Читаем 21 интервью полностью

Минчин: Так, начинается Москва-Ленинград. Лучшие поэты в Питере, прозаики, танцоры. По мнению выходцев из «неудавшейся Венеции Петра», ленинградская школа – самая лучшая.

Макарова: Все правильно! Это старая история Москва-Ленинград, так что дальше вы можете сами продолжить и распространиться на эту тему. Естественно, что самое большое у меня уважение к Кировскому, оно и останется на всю мою жизнь.

Минчин: Как произошла ваша первая встреча с Барышниковым?

Макарова: Когда я осталась в 1970 году в Лондоне, то все в театре были удивлены, что – не он. Этого ожидали скорее от него, но не от меня. Летом 74-го я работала в Лондоне снова с Королевским балетом. И вот 30 июня в 5 часов утра зазвонил телефон в моей лондонской квартире: это был Миша Барышников, который звонил из Торонто, где он находился на гастролях с Кировским. Дрожащим голосом, запинаясь и сбиваясь, он сообщил мне, что принял твердое решение остаться на Западе и уже попросил политического убежища в Канаде. Я постаралась всячески уверить его и пообещала, что сделаю все возможное для него в АБТ (театре, директором которого он сейчас является). В Нью-Йорк я улетала на следующий день. Я сознавала, что для танцора, как Миша, АБТ был единственным местом в Америке, где он мог сразу показать свою феноменальную технику и артистичность. Как только я приехала в Нью-Йорк, я сразу позвонила Лючии Чейс и описала его ситуацию; она слышала о нем, но никогда не видела. Я сказала, что хотела бы сделать с ним несколько выступлений на сцене нашего театра, так как для Миши больше не будет возможности станцевать в Нью-Йорке этим летом. Вскоре все было договорено, и Миша прибыл в Нью-Йорк во второй половине июля. Наша встреча была наполнена эмоциями: мы не видели друг друга целых четыре года. В моей памяти он остался как юный и довольно талантливый танцор без особого опыта партнерства. На нашей первой репетиции в Нью-Йорке я была приятно удивлена, найдя в нем замечательного партнера и зрелого артиста. Теперь, когда я оглядываюсь назад и думаю о годах, прожитых на Западе, мне кажется, что какие-то невидимые нити связывали нас, трех беглецов из Кировского. Мое первое выступление в Лондоне, после того как я осталась, было с Руди, на телевидении. Первое выступление Миши после побега было со мной. Наше первое выступление – балет «Жизель» 27 июля – было триумфом: Барышников обрушился на Нью-Йорк как шторм. В этот вечер я танцевала для него. Я помнила, как важна была психологическая поддержка для меня в первые выступления в Америке, которую я полностью получила от моих тогдашних партнеров, и я пыталась сделать то же самое для Миши.

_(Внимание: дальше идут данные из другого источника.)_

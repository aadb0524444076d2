//! Wavefront OBJ export.

use std::io::Write;

use crate::error::MeshError;
use crate::mesh_data::MeshData;
use crate::section::SectionData;

/// Write sections as one OBJ object with a group per section.
pub fn write_obj<W: Write>(writer: &mut W, name: &str, sections: &[SectionData]) -> Result<(), MeshError> {
    writeln!(writer, "o {name}")?;
    let mut base = 1usize;
    for (index, section) in sections.iter().enumerate() {
        if section.triangles.len() % 3 != 0 {
            return Err(MeshError::MalformedTriangles {
                index,
                indices: section.triangles.len(),
            });
        }
        writeln!(writer, "g section_{index}")?;
        for v in &section.vertices {
            writeln!(writer, "v {} {} {}", v.position.x, v.position.y, v.position.z)?;
        }
        for v in &section.vertices {
            writeln!(writer, "vn {} {} {}", v.normal.x, v.normal.y, v.normal.z)?;
        }
        for tri in section.triangles.chunks_exact(3) {
            let [a, b, c] = [tri[0], tri[1], tri[2]].map(|i| base + i as usize);
            writeln!(writer, "f {a}//{a} {b}//{b} {c}//{c}")?;
        }
        base += section.vertices.len();
    }
    Ok(())
}

/// Write a whole mesh, including UVs when present.
pub fn write_mesh_obj<W: Write>(writer: &mut W, name: &str, mesh: &MeshData) -> Result<(), MeshError> {
    writeln!(writer, "o {name}")?;
    for v in &mesh.vertices {
        writeln!(writer, "v {} {} {}", v.x, v.y, v.z)?;
    }
    let has_uvs = mesh.uvs.len() == mesh.vertices.len();
    if has_uvs {
        for uv in &mesh.uvs {
            writeln!(writer, "vt {} {}", uv.x, uv.y)?;
        }
    }
    let has_normals = mesh.normals.len() == mesh.vertices.len();
    if has_normals {
        for n in &mesh.normals {
            writeln!(writer, "vn {} {} {}", n.x, n.y, n.z)?;
        }
    }
    for tri in mesh.triangles.chunks_exact(3) {
        let corners = [tri[0], tri[1], tri[2]].map(|i| {
            let i = i as usize + 1;
            match (has_uvs, has_normals) {
                (true, true) => format!("{i}/{i}/{i}"),
                (true, false) => format!("{i}/{i}"),
                (false, true) => format!("{i}//{i}"),
                (false, false) => format!("{i}"),
            }
        });
        writeln!(writer, "f {}", corners.join(" "))?;
    }
    Ok(())
}

#[cfg(test)]
mod tests {
    use super::*;

    fn lines_starting(text: &str, prefix: &str) -> usize {
        text.lines().filter(|l| l.starts_with(prefix)).count()
    }

    #[test]
    fn test_sections_export() {
        let sections = SectionData::base_sections();
        let mut out = Vec::new();
        write_obj(&mut out, "planet", &sections[..2]).unwrap();
        let text = String::from_utf8(out).unwrap();

        assert!(text.starts_with("o planet\n"));
        assert_eq!(lines_starting(&text, "g "), 2);
        assert_eq!(lines_starting(&text, "v "), 6);
        assert_eq!(lines_starting(&text, "vn "), 6);
        assert!(text.contains("f 4//4 5//5 6//6"), "second section indices are offset");
    }

    #[test]
    fn test_mesh_export_with_all_attributes() {
        let mut mesh = MeshData::icosphere(1);
        mesh.recompute_normals();
        mesh.uvs = mesh.vertices.iter().map(|v| crate::sphere_uv(*v)).collect();
        let mut out = Vec::new();
        write_mesh_obj(&mut out, "full", &mesh).unwrap();
        let text = String::from_utf8(out).unwrap();

        assert_eq!(lines_starting(&text, "v "), 42);
        assert_eq!(lines_starting(&text, "vt "), 42);
        assert_eq!(lines_starting(&text, "f "), 80);
        assert!(text.lines().any(|l| l.starts_with("f 1/1/1")));
    }

    #[test]
    fn test_mesh_export_positions_only() {
        let mesh = MeshData::icosphere(0);
        let mut out = Vec::new();
        write_mesh_obj(&mut out, "bare", &mesh).unwrap();
        let text = String::from_utf8(out).unwrap();
        assert!(text.contains("\nf 1 6 12\n"));
    }
}
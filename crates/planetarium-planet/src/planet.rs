//! The procedural planet: LOD selection, section cache and mesh updates.

use std::collections::HashMap;
use std::collections::hash_map::Entry;
use std::sync::Arc;

use glam::{Quat, Vec3, Vec4};
use planetarium_config::PlanetConfig;
use planetarium_lod::{LodSelector, LodThresholds};
use planetarium_mesh::{MeshData, MeshSink, NUM_SECTIONS, SectionData, sphere_uv};
use planetarium_terrain::{CubeFace, DebugImage, HeightmapDecal};
use rand::{Rng, SeedableRng};
use rand_chacha::ChaCha8Rng;
use tracing::{debug, info, warn};

use crate::async_build::{AsyncSectionBuilder, SectionKey};
use crate::error::PlanetError;
use crate::surface::surface_transform;
use crate::terrain::PlanetTerrain;

/// LOD recorded for a section that has never been pushed to the sink.
pub const UNSET_LOD: u8 = 127;

/// Highest `max_lod` a planet accepts. A section at this LOD holds 4^12 triangles.
pub const MAX_SECTION_LOD: u8 = 12;

/// What one call to an update method changed.
#[derive(Debug, Clone, Default, PartialEq, Eq)]
pub struct UpdateReport {
    /// Sink sections replaced this update, in ascending order.
    pub updated: Vec<usize>,
    /// Sections whose new LOD was sent to the async builder instead.
    pub queued: Vec<usize>,
    pub cache_hits: usize,
    pub cache_misses: usize,
    /// The sink was (re)created from the base icosahedron first.
    pub created: bool,
}

impl UpdateReport {
    pub fn is_empty(&self) -> bool {
        self.updated.is_empty() && self.queued.is_empty() && !self.created
    }
}

/// A planet whose 20 icosahedron sections are refined independently as the
/// viewer moves.
pub struct ProceduralPlanet {
    config: PlanetConfig,
    center: Vec3,
    seed: u32,
    selector: LodSelector,
    terrain: Option<Arc<PlanetTerrain>>,
    base_sections: Vec<SectionData>,
    previous_lods: [u8; NUM_SECTIONS],
    requested: [Option<u8>; NUM_SECTIONS],
    cache: HashMap<SectionKey, SectionData>,
}

impl ProceduralPlanet {
    /// Validate settings and pick the seed. Noise cubes are generated lazily.
    ///
    /// With `use_seed` the low 32 bits of `config.seed` are used, otherwise a
    /// random seed is drawn.
    pub fn new(config: PlanetConfig, center: Vec3) -> Result<Self, PlanetError> {
        if !(config.radius.is_finite() && config.radius > 0.0) {
            return Err(PlanetError::InvalidRadius(config.radius));
        }
        if config.cube_resolution < 2 {
            return Err(PlanetError::InvalidResolution(config.cube_resolution));
        }
        if config.max_lod > MAX_SECTION_LOD {
            return Err(PlanetError::InvalidMaxLod {
                max_lod: config.max_lod,
                limit: MAX_SECTION_LOD,
            });
        }
        let thresholds = LodThresholds::try_custom(config.lod_distances.clone())?;
        let selector =
            LodSelector::new(thresholds).with_horizon(config.horizon_angle_deg, config.occluded_lod);

        let seed = if config.use_seed {
            config.seed as u32
        } else {
            rand::rng().random()
        };

        Ok(Self {
            config,
            center,
            seed,
            selector,
            terrain: None,
            base_sections: SectionData::base_sections(),
            previous_lods: [UNSET_LOD; NUM_SECTIONS],
            requested: [None; NUM_SECTIONS],
            cache: HashMap::new(),
        })
    }

    pub fn config(&self) -> &PlanetConfig {
        &self.config
    }

    pub fn name(&self) -> &str {
        &self.config.name
    }

    pub fn seed(&self) -> u32 {
        self.seed
    }

    pub fn center(&self) -> Vec3 {
        self.center
    }

    /// Move the planet. Cached sections stay valid since they are centre-relative.
    pub fn set_center(&mut self, center: Vec3) {
        self.center = center;
    }

    pub fn previous_lods(&self) -> &[u8; NUM_SECTIONS] {
        &self.previous_lods
    }

    pub fn cached_section_count(&self) -> usize {
        self.cache.len()
    }

    pub fn terrain(&self) -> Option<&Arc<PlanetTerrain>> {
        self.terrain.as_ref()
    }

    /// Build the terrain and rough noise cubes and stamp surface features.
    ///
    /// Features that fail to load are logged and skipped. Decal placement uses
    /// an RNG seeded from the planet seed, so the result is reproducible.
    /// Regenerating drops every cached section.
    pub fn generate_noise_cubes(&mut self) -> Result<(), PlanetError> {
        let decals: Vec<HeightmapDecal> = self
            .config
            .surface_features
            .iter()
            .filter_map(|feature| match HeightmapDecal::from_feature(feature) {
                Ok(decal) => Some(decal),
                Err(e) => {
                    warn!(heightmap = %feature.heightmap.display(), "Skipping surface feature: {e}");
                    None
                }
            })
            .collect();

        let mut rng = ChaCha8Rng::seed_from_u64(self.seed as u64);
        let terrain = PlanetTerrain::generate(&self.config, self.seed, &decals, &mut rng)?;
        self.terrain = Some(Arc::new(terrain));
        self.cache.clear();
        self.previous_lods = [UNSET_LOD; NUM_SECTIONS];
        self.requested = [None; NUM_SECTIONS];
        Ok(())
    }

    fn ensure_terrain(&mut self) -> Result<Arc<PlanetTerrain>, PlanetError> {
        if self.terrain.is_none() {
            self.generate_noise_cubes()?;
        }
        self.terrain.clone().ok_or(PlanetError::NotGenerated)
    }

    /// Normalised terrain height along `direction`.
    pub fn height_at(&self, direction: Vec3) -> Result<f32, PlanetError> {
        let terrain = self.terrain.as_ref().ok_or(PlanetError::NotGenerated)?;
        Ok(terrain.height_at(direction))
    }

    /// The LOD each section should have for a viewer at `viewer`.
    pub fn select_lods(&self, viewer: Vec3) -> [u8; NUM_SECTIONS] {
        std::array::from_fn(|i| {
            let lod = self.config.lod_override.unwrap_or_else(|| {
                self.selector.select_section_lod(
                    viewer,
                    self.center,
                    self.config.radius,
                    self.base_sections[i].section_normal,
                )
            });
            lod.min(self.config.max_lod)
        })
    }

    /// Populate an empty or mismatched sink with the base icosahedron.
    fn prepare_sink<S: MeshSink + ?Sized>(&mut self, sink: &mut S) -> bool {
        if sink.section_count() == NUM_SECTIONS {
            return false;
        }
        sink.clear_all();
        for (i, base) in self.base_sections.iter().enumerate() {
            sink.create_section(i, base);
        }
        self.previous_lods = [UNSET_LOD; NUM_SECTIONS];
        true
    }

    /// Rebuild every section whose LOD changed for `viewer` and push it to `sink`.
    pub fn update_sections<S: MeshSink + ?Sized>(
        &mut self,
        viewer: Vec3,
        sink: &mut S,
    ) -> Result<UpdateReport, PlanetError> {
        let terrain = self.ensure_terrain()?;
        let mut report = UpdateReport {
            created: self.prepare_sink(sink),
            ..UpdateReport::default()
        };

        let lods = self.select_lods(viewer);
        for (i, &lod) in lods.iter().enumerate() {
            if lod == self.previous_lods[i] {
                continue;
            }

            let key = SectionKey { lod, section: i };
            let section = match self.cache.entry(key) {
                Entry::Occupied(entry) => {
                    report.cache_hits += 1;
                    entry.into_mut()
                }
                Entry::Vacant(entry) => {
                    report.cache_misses += 1;
                    entry.insert(terrain.build_section(&self.base_sections[i], lod))
                }
            };

            sink.update_section(i, section)?;
            self.previous_lods[i] = lod;
            self.requested[i] = None;
            report.updated.push(i);
        }

        if !report.updated.is_empty() {
            debug!(
                planet = %self.config.name,
                updated = report.updated.len(),
                hits = report.cache_hits,
                misses = report.cache_misses,
                "Updated planet sections"
            );
        }
        Ok(report)
    }

    /// Like [`update_sections`](Self::update_sections), but uncached sections
    /// are built on `builder` and applied on a later call once finished.
    pub fn update_sections_async<S: MeshSink + ?Sized>(
        &mut self,
        viewer: Vec3,
        sink: &mut S,
        builder: &AsyncSectionBuilder,
    ) -> Result<UpdateReport, PlanetError> {
        let terrain = self.ensure_terrain()?;
        let mut report = UpdateReport {
            created: self.prepare_sink(sink),
            ..UpdateReport::default()
        };

        for built in builder.drain_results() {
            report.cache_misses += 1;
            self.cache.insert(built.key, built.data);
        }

        let lods = self.select_lods(viewer);
        for (i, &lod) in lods.iter().enumerate() {
            if lod == self.previous_lods[i] {
                if let Some(stale) = self.requested[i].take() {
                    builder.cancel(&SectionKey { lod: stale, section: i });
                }
                continue;
            }

            let key = SectionKey { lod, section: i };
            if let Some(section) = self.cache.get(&key) {
                if self.requested[i] != Some(lod) {
                    report.cache_hits += 1;
                }
                sink.update_section(i, section)?;
                self.previous_lods[i] = lod;
                self.requested[i] = None;
                report.updated.push(i);
                continue;
            }

            if let Some(stale) = self.requested[i].filter(|&r| r != lod) {
                builder.cancel(&SectionKey { lod: stale, section: i });
                self.requested[i] = None;
            }
            if builder.is_pending(&key) {
                report.queued.push(i);
                continue;
            }
            match builder.submit(key, &self.base_sections[i], &terrain) {
                Ok(()) => {
                    self.requested[i] = Some(lod);
                    report.queued.push(i);
                }
                Err(_) => debug!(section = i, lod, "Section build queue full, retrying next update"),
            }
        }

        Ok(report)
    }

    /// Drop all sink sections and forget what was pushed. The cache survives.
    pub fn clear<S: MeshSink + ?Sized>(&mut self, sink: &mut S) {
        sink.clear_all();
        self.previous_lods = [UNSET_LOD; NUM_SECTIONS];
        self.requested = [None; NUM_SECTIONS];
        info!(planet = %self.config.name, "Cleared planet mesh");
    }

    /// One displaced icosphere at `lod` with normals, UVs, colours and tangents.
    pub fn build_full_mesh(&mut self, lod: u8) -> Result<MeshData, PlanetError> {
        let terrain = self.ensure_terrain()?;
        let mut mesh = MeshData::icosphere(lod.min(self.config.max_lod) as u32);

        mesh.colors.reserve(mesh.vertices.len());
        mesh.uvs.reserve(mesh.vertices.len());
        for v in &mut mesh.vertices {
            let dir = v.normalize_or_zero();
            let h = terrain.height_at(dir);
            *v = dir * (terrain.radius() + h * terrain.scale());
            mesh.colors.push(Vec4::new(h, h, h, 1.0));
            mesh.uvs.push(sphere_uv(dir));
        }
        mesh.recompute_normals();
        mesh.compute_tangents();

        info!(planet = %self.config.name, lod, "Built full planet mesh: {}", mesh.summary());
        Ok(mesh)
    }

    /// World position and orientation `surface_offset` above the base sphere,
    /// directly below or above `point`.
    pub fn surface_position(&self, point: Vec3) -> (Vec3, Quat) {
        surface_transform(
            self.center,
            self.config.radius + self.config.surface_offset,
            point,
        )
    }

    /// Height and steepness images for each face of the terrain cube.
    pub fn debug_textures(&mut self) -> Result<Vec<(String, DebugImage)>, PlanetError> {
        let terrain = self.ensure_terrain()?;
        let cube = terrain.terrain_cube();
        let mut images = Vec::with_capacity(12);
        for face in CubeFace::ALL {
            images.push((format!("noise_{}", face.name()), cube.face_image(face)));
        }
        for face in CubeFace::ALL {
            images.push((format!("steepness_{}", face.name()), cube.steepness_image(face)));
        }
        Ok(images)
    }
}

Минчин: Вы сказали «побег»?

Макарова: Это действительно так и было. Когда Барышников после выступления выскользнул за кулисы торонтского театра, а потом на улицу – он бежал, мчался так быстро, что пронесся мимо машины с ожидающими его друзьями, которые должны были отвезти его в полицию.

Минчин: Почему бегут из самой лучшей, цветущей страны на свете, где балет по-прежнему на высоком профессиональном уровне.

Макарова: Бегут по разным причинам. Одни – потому, что здесь удобнее и лучше жить, другие – из чисто артистических соображений. Третьи бегут и по первой и по второй причине. И бегут просто для свободы духа, звучит, может быть, банально, но это действительно так. Я лично, хотя сейчас многое уже забыто, не могу себе представить, как бы я там ужилась – ведь это же надо лгать, надо приспосабливаться, и это нужно делать официально. Потом с точки зрения творческой свободы – все ограничено, везде лимит, это накладывает свой отпечаток на репертуар. А ограниченный репертуар – ограничение искусства. Что может быть ужасней ограничений без свободы? Единственное, что я должна сказать хорошее о России: я им благодарна за школу. Я через многие школы прошла, русская школа – лучшая. Говорю от чистого сердца.

Минчин: В 1983 году в Нью-Йорке на Бродвее прогремел ваш мюзикл «На пуантах», как вы «дошли» до такой жизни?